I ended up supporting this application for around 3 months after the final version, as with a lot of interally used applications the biggest running cost was keeping the database up. Scaling down to zero and designing in a cloud native architecture meant that I almost always stayed within the free tier for google cloud and even if I did have a larger user base the actual compute would have stayed very affordable. At some point the third party API changed their request format and since I had been monitoring the logs and metrics I knew that the usage of the app had mostly stopped by then. I confirmed with the client that they no longer needed it now that market conditions were more stable and decided to put everything into a cold state instead of pushing out a hotfix.

I'm very happy with how this project turned out and I'm sure it will probably get resurrected in some form eventually. If I had been presented with this project a couple years ago I don't think I would have taken a fully serverless approach but now that I have a better grasp of the offerings for AWS and GCP I always try to take that approach when possible. Autoscaling is often talked about for being a way to handle huge workloads but I find it just as valuble on the other end for small scale projects where large ongoing costs tend to kill off stuff that would otherwise be fine running for years without intervention.

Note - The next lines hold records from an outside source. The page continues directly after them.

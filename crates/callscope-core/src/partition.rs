//! Month Partitioner
//!
//! Splits a table into per-month subsets using the period column. Each
//! period value goes through an ordered list of [`MonthStrategy`]s; the first
//! one that yields a month wins. Records no strategy can read are dropped
//! and counted.
//!
//! Comparisons always need two months, so degenerate results are reshaped:
//! - no month found: the whole table becomes month 1, then is split as below
//! - one month found: its records are split by order into halves keyed 1 and 2

use std::collections::BTreeMap;
use std::sync::OnceLock;

use chrono::Datelike;
use regex::Regex;
use serde::Serialize;
use tracing::{debug, info, warn};

use crate::columns::require_width;
use crate::dates;
use crate::error::{Error, Result};
use crate::models::{MonthBucket, MonthKey, Record, Synthesis, Table, Value};

/// Header of the column added by [`annotate_months`]
pub const MONTH_COLUMN: &str = "month_number";

/// Tables narrower than this are never partitioned
const MIN_PARTITION_WIDTH: usize = 2;

/// One way of reading a month out of a period value
pub trait MonthStrategy: Send + Sync {
    fn name(&self) -> &'static str;

    /// The calendar month, or None if this strategy does not apply
    fn extract(&self, value: &Value) -> Option<u32>;
}

/// The cell already holds a date or datetime
pub struct DateValueStrategy;

impl MonthStrategy for DateValueStrategy {
    fn name(&self) -> &'static str {
        "date_value"
    }

    fn extract(&self, value: &Value) -> Option<u32> {
        match value {
            Value::Date(d) => Some(d.month()),
            Value::DateTime(dt) => Some(dt.month()),
            _ => None,
        }
    }
}

/// The cell is text that parses as a date, datetime or year-month
pub struct ParsedDateStrategy;

impl MonthStrategy for ParsedDateStrategy {
    fn name(&self) -> &'static str {
        "parsed_date"
    }

    fn extract(&self, value: &Value) -> Option<u32> {
        let Value::Text(s) = value else {
            return None;
        };
        dates::parse_date(s)
            .or_else(|| dates::parse_datetime(s).map(|dt| dt.date()))
            .or_else(|| dates::parse_year_month(s))
            .map(|d| d.month())
    }
}

/// A numeral followed by the month marker, e.g. `113年2月` -> 2
pub struct MonthMarkerStrategy;

fn month_marker() -> &'static Regex {
    static RE: OnceLock<Regex> = OnceLock::new();
    RE.get_or_init(|| Regex::new(r"(\d+)月").expect("month marker pattern is valid"))
}

impl MonthStrategy for MonthMarkerStrategy {
    fn name(&self) -> &'static str {
        "month_marker"
    }

    fn extract(&self, value: &Value) -> Option<u32> {
        if value.is_null() {
            return None;
        }
        let text = value.to_string();
        let caps = month_marker().captures(&text)?;
        caps.get(1)?.as_str().parse().ok()
    }
}

/// Ordered list of month strategies
pub struct MonthExtractor {
    strategies: Vec<Box<dyn MonthStrategy>>,
}

impl Default for MonthExtractor {
    fn default() -> Self {
        Self::new()
    }
}

impl MonthExtractor {
    /// Built-in strategies: date value, parsed date, month marker
    pub fn new() -> Self {
        let mut extractor = Self {
            strategies: Vec::new(),
        };
        extractor.register(Box::new(DateValueStrategy));
        extractor.register(Box::new(ParsedDateStrategy));
        extractor.register(Box::new(MonthMarkerStrategy));
        extractor
    }

    /// Append a strategy; it is tried after the existing ones
    pub fn register(&mut self, strategy: Box<dyn MonthStrategy>) {
        self.strategies.push(strategy);
    }

    /// Month of one period value
    pub fn extract(&self, value: &Value) -> Result<MonthKey> {
        for strategy in &self.strategies {
            if let Some(month) = strategy.extract(value) {
                if (1..=12).contains(&month) {
                    return Ok(month);
                }
                debug!(
                    strategy = strategy.name(),
                    month, "Ignoring out-of-range month"
                );
            }
        }
        Err(Error::Parse(format!(
            "no month in period value '{}'",
            value
        )))
    }
}

/// Result of partitioning a table by month
#[derive(Debug, Clone, PartialEq, Default, Serialize)]
pub struct Partition {
    pub buckets: MonthBucket,
    /// Records whose period value held no month
    pub dropped: usize,
    /// Set when the buckets are not real calendar months
    pub synthesis: Option<Synthesis>,
}

impl Partition {
    /// The whole table as month 1, used when the table cannot be partitioned
    pub fn whole_table(table: &Table) -> Self {
        let mut buckets = MonthBucket::new();
        buckets.insert(1, table.clone());
        Self {
            buckets,
            dropped: 0,
            synthesis: Some(Synthesis::SchemaFallback),
        }
    }

    pub fn is_synthesized(&self) -> bool {
        self.synthesis.is_some()
    }
}

/// Partition `table` by the month in column `period_index`
pub fn partition(table: &Table, period_index: usize) -> Result<Partition> {
    partition_with(&MonthExtractor::new(), table, period_index)
}

/// Partition with a custom strategy list
pub fn partition_with(
    extractor: &MonthExtractor,
    table: &Table,
    period_index: usize,
) -> Result<Partition> {
    require_width(
        table,
        "partition",
        MIN_PARTITION_WIDTH.max(period_index + 1),
    )?;

    if table.is_empty() {
        warn!("Table has no records; no months to partition");
        return Ok(Partition::default());
    }

    let mut grouped: BTreeMap<MonthKey, Vec<&Record>> = BTreeMap::new();
    let mut dropped = 0;

    for (row, record) in table.records.iter().enumerate() {
        match extractor.extract(record.get(period_index)) {
            Ok(month) => grouped.entry(month).or_default().push(record),
            Err(e) => {
                debug!(row, error = %e, "Dropping record");
                dropped += 1;
            }
        }
    }

    if dropped > 0 {
        warn!(
            dropped,
            total = table.len(),
            "Records without a readable month were left out"
        );
    }

    let mut buckets = MonthBucket::new();
    for (month, records) in grouped {
        buckets.insert(month, table.subset(records));
    }

    let (buckets, synthesis) = match buckets.len() {
        0 => {
            warn!("No month detected; splitting the whole table into two halves");
            (split_halves(table), Some(Synthesis::NoMonthsDetected))
        }
        1 => {
            let (month, only) = buckets
                .months
                .into_iter()
                .next()
                .expect("bucket has exactly one month");
            warn!(month, "Only one month detected; splitting it into two halves");
            (
                split_halves(&only),
                Some(Synthesis::SingleMonthSplit { month }),
            )
        }
        _ => (buckets, None),
    };

    info!(
        months = ?buckets.keys(),
        records = buckets.record_count(),
        dropped,
        "Partitioned table by month"
    );

    Ok(Partition {
        buckets,
        dropped,
        synthesis,
    })
}

/// First ⌊n/2⌋ records as month 1, the rest as month 2
fn split_halves(table: &Table) -> MonthBucket {
    let mid = table.len() / 2;
    let mut buckets = MonthBucket::new();
    buckets.insert(1, table.subset(&table.records[..mid]));
    buckets.insert(2, table.subset(&table.records[mid..]));
    buckets
}

/// Copy of `table` with an extra month column; unreadable periods are blank
pub fn annotate_months(table: &Table, period_index: usize) -> Result<Table> {
    require_width(
        table,
        "annotate months",
        MIN_PARTITION_WIDTH.max(period_index + 1),
    )?;

    let extractor = MonthExtractor::new();
    let mut headers = table.headers.clone();
    headers.push(MONTH_COLUMN.to_string());

    let records = table
        .records
        .iter()
        .map(|record| {
            // Pad short rows so the month lands under its header; cells past
            // the header on long rows are kept after it
            let mut values = record.values.clone();
            if values.len() < table.width() {
                values.resize(table.width(), Value::Null);
            }
            let month = match extractor.extract(record.get(period_index)) {
                Ok(month) => Value::Number(month as f64),
                Err(_) => Value::Null,
            };
            values.insert(table.width(), month);
            Record::new(values)
        })
        .collect();

    Ok(Table::with_records(headers, records))
}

This ended up being a very long and code heavy writeup so if you stuck with me this long, thank you. I try to keep most of these writeups straight and to the point but there were a lot of moving parts to this one so I thought it was a good chance to show off what a true "full stack" project looked like. I have a couple more projects in the backlog to write about so look out for those when I publish them!